Used with methotrexate, it benefits patients resistant to other treatments including biologics

MONDAY, May 1 (HealthDay News) -- Rituximab used in combination with methotrexate is an effective way to treat rheumatoid arthritis patients resistant to other treatments including biologic agents, according to a report in the May issue of Arthritis & Rheumatism.

Paul Emery, M.D., of Chapel Allerton Hospital in Leeds, U.K., and colleagues studied 465 patients with rheumatoid arthritis who were resistant to disease-modifying anti-rheumatic drugs including biologics. Three groups received two infusions two weeks apart of 1,000 mg rituximab with either intravenous steroid, oral steroid or placebo. Three groups received two infusions two weeks apart of 500 mg rituximab with either intravenous steroid, oral steroid or placebo. Three groups received a placebo with either intravenous steroid, oral steroid or another placebo. All subjects also received methotrexate.

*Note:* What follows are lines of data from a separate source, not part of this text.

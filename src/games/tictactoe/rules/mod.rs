//! Game rules for tic-tac-toe.
//!
//! This module contains pure functions for evaluating a board snapshot
//! according to tic-tac-toe rules. Nothing here stores state between calls.

pub mod draw;
pub mod turn;
pub mod win;

pub use draw::{is_draw, is_full};
pub use turn::{filled_count, next_player};
pub use win::{check_winner, find_winner};
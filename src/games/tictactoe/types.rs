//! Core domain types for tic-tac-toe.

use serde::{Deserialize, Serialize};
use tracing::instrument;

/// Player in the game.
#[derive(
    Debug,
    Clone,
    Copy,
    PartialEq,
    Eq,
    Hash,
    Serialize,
    Deserialize,
    strum::Display,
    strum::EnumIter,
)]
pub enum Player {
    /// Player X (goes first).
    X,
    /// Player O (goes second).
    O,
}

impl Player {
    /// The marker drawn on the board for this player.
    pub fn marker(self) -> &'static str {
        match self {
            Player::X => "X",
            Player::O => "O",
        }
    }
}

/// A square on the tic-tac-toe board.
///
/// Serializes as `null`, `"X"` or `"O"`.
#[derive(Debug, Clone, Copy, PartialEq, Eq, Hash, Default, Serialize, Deserialize)]
#[serde(from = "Option<Player>", into = "Option<Player>")]
pub enum Square {
    /// Unplayed square.
    #[default]
    Empty,
    /// Square occupied by a player.
    Occupied(Player),
}

impl Square {
    /// Returns the occupying player, if any.
    pub fn player(self) -> Option<Player> {
        match self {
            Square::Empty => None,
            Square::Occupied(player) => Some(player),
        }
    }

    /// Checks whether nobody has played here.
    pub fn is_empty(self) -> bool {
        self == Square::Empty
    }
}

impl From<Option<Player>> for Square {
    fn from(value: Option<Player>) -> Self {
        value.map_or(Square::Empty, Square::Occupied)
    }
}

impl From<Square> for Option<Player> {
    fn from(square: Square) -> Self {
        square.player()
    }
}

impl From<Player> for Square {
    fn from(player: Player) -> Self {
        Square::Occupied(player)
    }
}

/// Number of squares on a board.
pub const BOARD_SIZE: usize = 9;

/// 3x3 tic-tac-toe board snapshot.
///
/// The fixed-size array makes the length-9 invariant a property of the type.
#[derive(Debug, Clone, Copy, PartialEq, Eq, Hash, Default, Serialize, Deserialize)]
#[serde(transparent)]
pub struct Board {
    /// Squares in row-major order (0-8).
    squares: [Square; BOARD_SIZE],
}

impl Board {
    /// Creates a new empty board.
    pub fn new() -> Self {
        Self::default()
    }

    /// Creates a board from squares in row-major order.
    pub fn from_squares(squares: [Square; BOARD_SIZE]) -> Self {
        Self { squares }
    }

    /// The starting position used by the exercise pages: O bottom-left, X bottom-right.
    #[instrument]
    pub fn exercise_default() -> Self {
        let mut board = Self::new();
        board.squares[6] = Square::Occupied(Player::O);
        board.squares[8] = Square::Occupied(Player::X);
        board
    }

    /// Gets the square at the given index (0-8).
    ///
    /// # Panics
    ///
    /// Panics if `index >= 9`.
    pub fn get(&self, index: usize) -> Square {
        self.squares[index]
    }

    /// Returns a copy of this board with `square` placed at `index`.
    ///
    /// No legality check is made; the engine only classifies snapshots.
    ///
    /// # Panics
    ///
    /// Panics if `index >= 9`.
    #[must_use]
    pub fn with(mut self, index: usize, square: impl Into<Square>) -> Self {
        self.squares[index] = square.into();
        self
    }

    /// Returns all squares.
    pub fn squares(&self) -> &[Square; BOARD_SIZE] {
        &self.squares
    }
}

impl From<[Square; BOARD_SIZE]> for Board {
    fn from(squares: [Square; BOARD_SIZE]) -> Self {
        Self::from_squares(squares)
    }
}

impl From<[Option<Player>; BOARD_SIZE]> for Board {
    fn from(values: [Option<Player>; BOARD_SIZE]) -> Self {
        Self::from_squares(values.map(Square::from))
    }
}

impl std::fmt::Display for Board {
    /// Renders the grid with empty squares numbered 1-9.
    fn fmt(&self, f: &mut std::fmt::Formatter<'_>) -> std::fmt::Result {
        for row in 0..3 {
            for col in 0..3 {
                let pos = row * 3 + col;
                match self.squares[pos] {
                    Square::Empty => write!(f, "{}", pos + 1)?,
                    Square::Occupied(player) => f.write_str(player.marker())?,
                }
                if col < 2 {
                    f.write_str("|")?;
                }
            }
            if row < 2 {
                f.write_str("\n-+-+-\n")?;
            }
        }
        Ok(())
    }
}

/// Three board indices that win when owned by a single player.
#[derive(Debug, Clone, Copy, PartialEq, Eq, Hash, Serialize, Deserialize)]
#[serde(transparent)]
pub struct WinningLine([usize; 3]);

impl WinningLine {
    /// The line's indices.
    pub const fn indices(&self) -> [usize; 3] {
        self.0
    }

    /// Checks whether the square at `index` lies on this line.
    pub fn contains(&self, index: usize) -> bool {
        self.0.contains(&index)
    }
}

/// All winning lines: rows top to bottom, columns left to right, then diagonals.
pub const WINNING_LINES: [WinningLine; 8] = [
    // Rows
    WinningLine([0, 1, 2]),
    WinningLine([3, 4, 5]),
    WinningLine([6, 7, 8]),
    // Columns
    WinningLine([0, 3, 6]),
    WinningLine([1, 4, 7]),
    WinningLine([2, 5, 8]),
    // Diagonals
    WinningLine([0, 4, 8]),
    WinningLine([2, 4, 6]),
];
//! Strictly Tic-Tac-Toe Status - CLI
//!
//! Evaluates a board snapshot and prints its status line.

#![warn(missing_docs)]

mod cli;

use anyhow::Result;
use clap::Parser;
use cli::{Cli, Command};
use serde::Serialize;
use strictly_tictactoe_status::{
    AppConfig, Board, GameStatus, Player, WINNING_LINES, evaluate, next_player, status_with,
};
use tracing::{debug, info, instrument};
use tracing_subscriber::EnvFilter;

fn main() -> Result<()> {
    // Load .env file
    dotenvy::dotenv().ok();

    tracing_subscriber::fmt()
        .with_env_filter(EnvFilter::from_default_env())
        .with_writer(std::io::stderr)
        .init();

    let cli = Cli::parse();

    match cli.command {
        Command::Status {
            board,
            x_name,
            o_name,
            json,
        } => {
            let config = AppConfig::resolve(cli.config.as_deref(), x_name, o_name)?;
            run_status(config, board, json)
        }
        Command::Lines => {
            run_lines();
            Ok(())
        }
    }
}

/// JSON report for a single evaluation.
#[derive(Debug, Serialize)]
struct Report {
    board: Board,
    next_player: Player,
    outcome: GameStatus,
    status: String,
}

/// Evaluate one board and print the result
#[instrument(skip(config))]
fn run_status(config: AppConfig, board: Option<String>, json: bool) -> Result<()> {
    let board = match board {
        Some(text) => text.parse::<Board>()?,
        None => Board::exercise_default(),
    };
    debug!(%board, "Evaluating board");

    let next = next_player(&board);
    let description = config.players().turn_description(next);
    let line = status_with(&board, &description, config.messages());
    let outcome = evaluate(&board);
    info!(?outcome, "Board evaluated");

    if json {
        let report = Report {
            board,
            next_player: next,
            outcome,
            status: line,
        };
        println!("{}", serde_json::to_string_pretty(&report)?);
    } else {
        println!("{}", board);
        println!();
        println!("{}", line);
    }

    Ok(())
}

/// Print the winning-line catalogue
fn run_lines() {
    for line in WINNING_LINES {
        let [a, b, c] = line.indices();
        println!("{} {} {}", a, b, c);
    }
}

After 24 weeks, 55 percent of patients receiving 500 mg rituximab and 54 percent of patients receiving 1,000 mg rituximab met the American College of Rheumatology 20 percent improvement criteria compared with only 28 percent of patients receiving a placebo. Swelling and tenderness scores also improved, according to the study. Although glucocorticoids did not affect efficacy, intravenous steroids improved the tolerability of the first rituximab infusion.

"Both rituximab doses were effective and well tolerated when added to methotrexate in patients with active rheumatoid arthritis," Emery and colleagues conclude.

The study was funded by Genentech, Biogen Idec and Hoffmann-La Roche.